-- RECORDED DATA follows --

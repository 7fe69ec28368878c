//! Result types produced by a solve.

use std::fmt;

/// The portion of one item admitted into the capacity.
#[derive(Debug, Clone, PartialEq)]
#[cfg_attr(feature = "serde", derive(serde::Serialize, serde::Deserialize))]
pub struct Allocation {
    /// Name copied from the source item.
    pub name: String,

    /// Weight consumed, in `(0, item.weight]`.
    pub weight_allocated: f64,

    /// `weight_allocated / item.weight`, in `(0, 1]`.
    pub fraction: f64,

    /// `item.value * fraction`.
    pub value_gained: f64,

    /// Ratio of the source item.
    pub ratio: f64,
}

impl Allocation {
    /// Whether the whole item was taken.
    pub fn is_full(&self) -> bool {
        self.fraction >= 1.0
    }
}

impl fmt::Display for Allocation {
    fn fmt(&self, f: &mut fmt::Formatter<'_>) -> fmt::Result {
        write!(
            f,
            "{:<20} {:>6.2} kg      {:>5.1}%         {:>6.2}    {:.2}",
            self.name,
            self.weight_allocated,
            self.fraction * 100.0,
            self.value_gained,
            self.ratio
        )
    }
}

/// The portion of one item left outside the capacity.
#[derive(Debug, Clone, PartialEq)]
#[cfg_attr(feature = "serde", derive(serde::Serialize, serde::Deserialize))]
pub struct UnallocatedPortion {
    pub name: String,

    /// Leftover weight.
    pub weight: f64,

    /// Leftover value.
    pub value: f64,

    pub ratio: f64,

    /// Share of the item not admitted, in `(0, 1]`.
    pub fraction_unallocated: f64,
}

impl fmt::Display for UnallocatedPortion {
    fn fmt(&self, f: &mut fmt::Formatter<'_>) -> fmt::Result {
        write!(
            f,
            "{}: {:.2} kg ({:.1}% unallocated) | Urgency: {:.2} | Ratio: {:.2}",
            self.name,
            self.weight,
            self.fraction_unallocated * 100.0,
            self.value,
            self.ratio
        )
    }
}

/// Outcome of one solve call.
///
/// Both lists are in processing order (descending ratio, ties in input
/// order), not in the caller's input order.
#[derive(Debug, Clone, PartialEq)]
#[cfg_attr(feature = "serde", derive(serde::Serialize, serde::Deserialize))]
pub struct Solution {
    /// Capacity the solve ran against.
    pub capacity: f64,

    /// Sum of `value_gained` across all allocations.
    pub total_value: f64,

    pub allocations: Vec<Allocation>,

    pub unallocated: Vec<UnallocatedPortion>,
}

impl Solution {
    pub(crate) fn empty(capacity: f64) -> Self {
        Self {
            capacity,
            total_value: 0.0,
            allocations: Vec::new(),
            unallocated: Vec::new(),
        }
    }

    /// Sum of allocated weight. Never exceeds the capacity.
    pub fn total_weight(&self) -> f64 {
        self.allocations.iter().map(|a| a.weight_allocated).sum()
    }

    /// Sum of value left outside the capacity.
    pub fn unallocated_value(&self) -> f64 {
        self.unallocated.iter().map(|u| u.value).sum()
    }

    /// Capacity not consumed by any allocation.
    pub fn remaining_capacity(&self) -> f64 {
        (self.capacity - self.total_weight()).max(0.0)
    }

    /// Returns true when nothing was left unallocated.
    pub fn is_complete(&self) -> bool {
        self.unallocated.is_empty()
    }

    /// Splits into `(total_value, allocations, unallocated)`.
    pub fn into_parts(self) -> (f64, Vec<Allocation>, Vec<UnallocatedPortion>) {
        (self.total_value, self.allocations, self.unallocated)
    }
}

-- RECORDED DATA concluded --
-- RECORDED DATA follows --

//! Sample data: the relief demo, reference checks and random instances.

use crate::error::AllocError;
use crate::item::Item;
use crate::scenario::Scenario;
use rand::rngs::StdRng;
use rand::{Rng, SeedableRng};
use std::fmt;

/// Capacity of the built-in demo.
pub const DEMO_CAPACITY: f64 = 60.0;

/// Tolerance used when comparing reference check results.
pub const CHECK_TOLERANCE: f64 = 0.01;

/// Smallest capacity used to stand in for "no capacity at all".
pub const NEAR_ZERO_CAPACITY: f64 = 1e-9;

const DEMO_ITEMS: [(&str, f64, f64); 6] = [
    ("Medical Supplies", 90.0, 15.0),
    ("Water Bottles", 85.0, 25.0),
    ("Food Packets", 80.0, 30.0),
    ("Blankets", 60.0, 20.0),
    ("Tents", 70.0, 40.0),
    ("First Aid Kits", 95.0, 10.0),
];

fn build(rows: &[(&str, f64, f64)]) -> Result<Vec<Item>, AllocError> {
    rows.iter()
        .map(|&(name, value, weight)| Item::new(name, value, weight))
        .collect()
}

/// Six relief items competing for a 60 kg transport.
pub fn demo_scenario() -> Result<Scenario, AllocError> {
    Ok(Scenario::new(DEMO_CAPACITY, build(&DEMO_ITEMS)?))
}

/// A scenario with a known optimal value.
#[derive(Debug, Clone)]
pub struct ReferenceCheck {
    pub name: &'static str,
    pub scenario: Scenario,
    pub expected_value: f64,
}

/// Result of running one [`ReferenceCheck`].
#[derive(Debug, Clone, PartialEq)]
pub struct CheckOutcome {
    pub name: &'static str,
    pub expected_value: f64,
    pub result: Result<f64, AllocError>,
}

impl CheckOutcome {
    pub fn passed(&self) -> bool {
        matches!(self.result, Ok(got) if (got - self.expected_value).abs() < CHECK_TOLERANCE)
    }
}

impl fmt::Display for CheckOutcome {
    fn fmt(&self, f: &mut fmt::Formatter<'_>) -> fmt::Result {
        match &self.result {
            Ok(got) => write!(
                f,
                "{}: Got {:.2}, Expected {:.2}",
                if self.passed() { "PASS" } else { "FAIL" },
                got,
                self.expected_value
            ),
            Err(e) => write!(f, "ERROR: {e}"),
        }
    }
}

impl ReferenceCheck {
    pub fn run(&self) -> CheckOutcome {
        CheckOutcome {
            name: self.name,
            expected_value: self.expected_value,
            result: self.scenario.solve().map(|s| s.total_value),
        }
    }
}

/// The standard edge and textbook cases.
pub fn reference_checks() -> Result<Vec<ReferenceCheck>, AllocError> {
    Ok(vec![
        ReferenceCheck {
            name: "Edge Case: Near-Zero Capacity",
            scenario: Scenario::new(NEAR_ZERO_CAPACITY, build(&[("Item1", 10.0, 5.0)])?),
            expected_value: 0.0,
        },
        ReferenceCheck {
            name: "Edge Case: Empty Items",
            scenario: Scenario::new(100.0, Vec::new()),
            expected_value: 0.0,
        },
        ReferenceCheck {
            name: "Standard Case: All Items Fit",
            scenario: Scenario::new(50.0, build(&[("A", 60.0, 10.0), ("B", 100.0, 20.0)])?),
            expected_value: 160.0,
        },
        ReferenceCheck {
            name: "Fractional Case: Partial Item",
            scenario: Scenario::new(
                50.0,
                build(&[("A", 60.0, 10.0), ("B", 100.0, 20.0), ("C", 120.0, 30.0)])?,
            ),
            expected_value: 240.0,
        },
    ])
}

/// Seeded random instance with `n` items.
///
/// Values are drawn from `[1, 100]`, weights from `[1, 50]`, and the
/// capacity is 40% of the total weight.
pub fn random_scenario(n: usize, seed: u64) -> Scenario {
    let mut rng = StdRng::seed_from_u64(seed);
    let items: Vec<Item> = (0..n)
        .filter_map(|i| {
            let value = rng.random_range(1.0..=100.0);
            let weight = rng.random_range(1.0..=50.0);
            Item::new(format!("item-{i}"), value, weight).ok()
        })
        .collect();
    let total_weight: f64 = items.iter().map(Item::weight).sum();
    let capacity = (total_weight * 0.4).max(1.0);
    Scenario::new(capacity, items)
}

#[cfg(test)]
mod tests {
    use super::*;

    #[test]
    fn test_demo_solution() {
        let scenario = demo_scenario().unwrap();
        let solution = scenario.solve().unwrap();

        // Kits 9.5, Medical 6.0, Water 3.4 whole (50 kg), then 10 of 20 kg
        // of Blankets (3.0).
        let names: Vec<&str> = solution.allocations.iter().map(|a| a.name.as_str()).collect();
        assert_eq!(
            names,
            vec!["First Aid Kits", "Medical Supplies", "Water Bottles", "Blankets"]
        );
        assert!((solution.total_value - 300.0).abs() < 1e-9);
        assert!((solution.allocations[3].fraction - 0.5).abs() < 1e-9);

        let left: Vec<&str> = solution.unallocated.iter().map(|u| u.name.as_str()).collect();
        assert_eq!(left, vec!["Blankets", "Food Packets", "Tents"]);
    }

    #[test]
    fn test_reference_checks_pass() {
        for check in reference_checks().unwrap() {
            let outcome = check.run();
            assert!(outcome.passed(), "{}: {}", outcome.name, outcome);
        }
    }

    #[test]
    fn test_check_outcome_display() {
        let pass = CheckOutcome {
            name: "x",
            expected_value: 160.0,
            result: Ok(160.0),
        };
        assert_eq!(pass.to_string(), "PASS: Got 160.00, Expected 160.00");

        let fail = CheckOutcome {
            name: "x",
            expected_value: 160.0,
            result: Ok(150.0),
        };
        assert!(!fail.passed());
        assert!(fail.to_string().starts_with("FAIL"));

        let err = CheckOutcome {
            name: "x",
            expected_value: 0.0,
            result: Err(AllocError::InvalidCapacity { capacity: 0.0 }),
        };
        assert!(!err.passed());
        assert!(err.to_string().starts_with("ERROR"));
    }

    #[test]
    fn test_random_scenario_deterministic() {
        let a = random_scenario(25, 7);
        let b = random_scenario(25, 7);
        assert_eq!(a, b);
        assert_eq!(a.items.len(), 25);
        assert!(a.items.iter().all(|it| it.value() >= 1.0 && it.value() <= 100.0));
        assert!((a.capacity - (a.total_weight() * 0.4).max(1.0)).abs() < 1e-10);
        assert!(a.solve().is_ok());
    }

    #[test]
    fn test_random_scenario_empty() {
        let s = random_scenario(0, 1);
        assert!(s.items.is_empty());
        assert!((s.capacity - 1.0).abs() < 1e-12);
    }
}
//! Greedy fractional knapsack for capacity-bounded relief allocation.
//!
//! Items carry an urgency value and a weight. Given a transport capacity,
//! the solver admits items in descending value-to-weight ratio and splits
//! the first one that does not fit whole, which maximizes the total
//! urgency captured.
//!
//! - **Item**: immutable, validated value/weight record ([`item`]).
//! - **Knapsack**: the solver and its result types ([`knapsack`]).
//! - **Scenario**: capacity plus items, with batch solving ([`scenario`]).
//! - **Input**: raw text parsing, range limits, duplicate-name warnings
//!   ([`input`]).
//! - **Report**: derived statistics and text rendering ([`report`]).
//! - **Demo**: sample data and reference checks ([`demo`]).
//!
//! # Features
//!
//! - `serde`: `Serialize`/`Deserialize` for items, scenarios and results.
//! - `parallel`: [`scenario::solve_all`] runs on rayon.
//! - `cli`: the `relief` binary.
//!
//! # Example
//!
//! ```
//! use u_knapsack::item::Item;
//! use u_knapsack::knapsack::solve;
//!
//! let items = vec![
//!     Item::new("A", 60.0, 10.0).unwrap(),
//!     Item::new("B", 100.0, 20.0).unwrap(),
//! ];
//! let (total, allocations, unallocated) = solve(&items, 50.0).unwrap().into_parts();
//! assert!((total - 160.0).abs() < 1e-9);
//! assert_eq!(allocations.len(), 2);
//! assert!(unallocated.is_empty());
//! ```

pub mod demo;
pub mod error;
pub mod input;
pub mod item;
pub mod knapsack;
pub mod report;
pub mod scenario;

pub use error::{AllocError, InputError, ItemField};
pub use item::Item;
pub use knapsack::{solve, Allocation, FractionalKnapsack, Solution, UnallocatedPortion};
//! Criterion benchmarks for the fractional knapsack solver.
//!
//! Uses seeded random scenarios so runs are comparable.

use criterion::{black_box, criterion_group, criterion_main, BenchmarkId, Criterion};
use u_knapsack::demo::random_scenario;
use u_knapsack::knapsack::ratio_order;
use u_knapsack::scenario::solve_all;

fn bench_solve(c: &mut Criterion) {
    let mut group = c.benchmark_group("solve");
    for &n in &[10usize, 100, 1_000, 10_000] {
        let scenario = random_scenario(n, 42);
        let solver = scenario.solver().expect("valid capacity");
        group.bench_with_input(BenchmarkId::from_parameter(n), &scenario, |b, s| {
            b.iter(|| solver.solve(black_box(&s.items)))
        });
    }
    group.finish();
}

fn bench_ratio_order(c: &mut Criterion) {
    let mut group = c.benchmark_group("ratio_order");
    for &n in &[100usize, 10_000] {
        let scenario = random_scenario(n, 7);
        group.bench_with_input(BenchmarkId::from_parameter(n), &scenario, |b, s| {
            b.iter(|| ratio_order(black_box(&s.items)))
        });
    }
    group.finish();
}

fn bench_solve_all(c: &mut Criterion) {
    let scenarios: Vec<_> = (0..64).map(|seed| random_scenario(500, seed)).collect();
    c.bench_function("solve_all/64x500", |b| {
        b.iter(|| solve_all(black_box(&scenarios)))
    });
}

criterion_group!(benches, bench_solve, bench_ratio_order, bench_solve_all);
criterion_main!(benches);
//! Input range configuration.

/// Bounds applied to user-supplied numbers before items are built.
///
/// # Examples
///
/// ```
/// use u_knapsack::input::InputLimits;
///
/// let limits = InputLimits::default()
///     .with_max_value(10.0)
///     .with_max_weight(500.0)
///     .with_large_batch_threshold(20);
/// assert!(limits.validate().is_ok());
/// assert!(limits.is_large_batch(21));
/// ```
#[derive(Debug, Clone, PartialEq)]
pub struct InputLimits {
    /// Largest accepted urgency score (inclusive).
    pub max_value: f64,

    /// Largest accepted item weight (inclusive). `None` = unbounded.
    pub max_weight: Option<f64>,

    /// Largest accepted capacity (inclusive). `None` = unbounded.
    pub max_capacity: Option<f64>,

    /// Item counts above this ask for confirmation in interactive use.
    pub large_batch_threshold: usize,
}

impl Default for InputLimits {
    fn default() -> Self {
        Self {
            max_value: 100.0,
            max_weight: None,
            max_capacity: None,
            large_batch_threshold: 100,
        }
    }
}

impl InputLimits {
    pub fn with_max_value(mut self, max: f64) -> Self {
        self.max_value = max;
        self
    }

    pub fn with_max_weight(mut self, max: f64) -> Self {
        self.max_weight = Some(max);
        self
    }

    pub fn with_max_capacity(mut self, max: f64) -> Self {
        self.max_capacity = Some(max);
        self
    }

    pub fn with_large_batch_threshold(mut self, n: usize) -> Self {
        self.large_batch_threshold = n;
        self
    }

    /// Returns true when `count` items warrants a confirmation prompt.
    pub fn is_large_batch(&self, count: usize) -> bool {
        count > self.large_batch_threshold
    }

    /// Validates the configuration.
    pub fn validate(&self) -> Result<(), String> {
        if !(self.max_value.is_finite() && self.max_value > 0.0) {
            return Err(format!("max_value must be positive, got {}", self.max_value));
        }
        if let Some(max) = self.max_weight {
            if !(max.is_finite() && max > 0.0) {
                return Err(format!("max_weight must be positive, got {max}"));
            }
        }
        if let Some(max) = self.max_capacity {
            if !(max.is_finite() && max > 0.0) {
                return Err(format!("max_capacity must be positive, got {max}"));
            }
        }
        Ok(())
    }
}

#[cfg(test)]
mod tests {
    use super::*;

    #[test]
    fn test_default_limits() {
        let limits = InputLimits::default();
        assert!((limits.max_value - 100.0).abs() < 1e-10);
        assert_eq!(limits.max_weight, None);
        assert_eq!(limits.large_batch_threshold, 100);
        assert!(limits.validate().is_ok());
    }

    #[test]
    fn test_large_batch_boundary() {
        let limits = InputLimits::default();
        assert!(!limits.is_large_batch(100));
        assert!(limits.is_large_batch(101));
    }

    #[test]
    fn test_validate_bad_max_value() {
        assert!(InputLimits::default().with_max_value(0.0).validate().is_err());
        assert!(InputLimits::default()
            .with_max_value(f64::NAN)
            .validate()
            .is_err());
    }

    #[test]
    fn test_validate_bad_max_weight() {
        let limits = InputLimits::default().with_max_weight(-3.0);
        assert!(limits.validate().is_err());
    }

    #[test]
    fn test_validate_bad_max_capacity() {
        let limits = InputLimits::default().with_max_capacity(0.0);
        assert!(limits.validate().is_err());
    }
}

-- RECORDED DATA concluded --

Line count for the string "crate": work it out from the records above and reply with the number alone.

* **REPLY**
4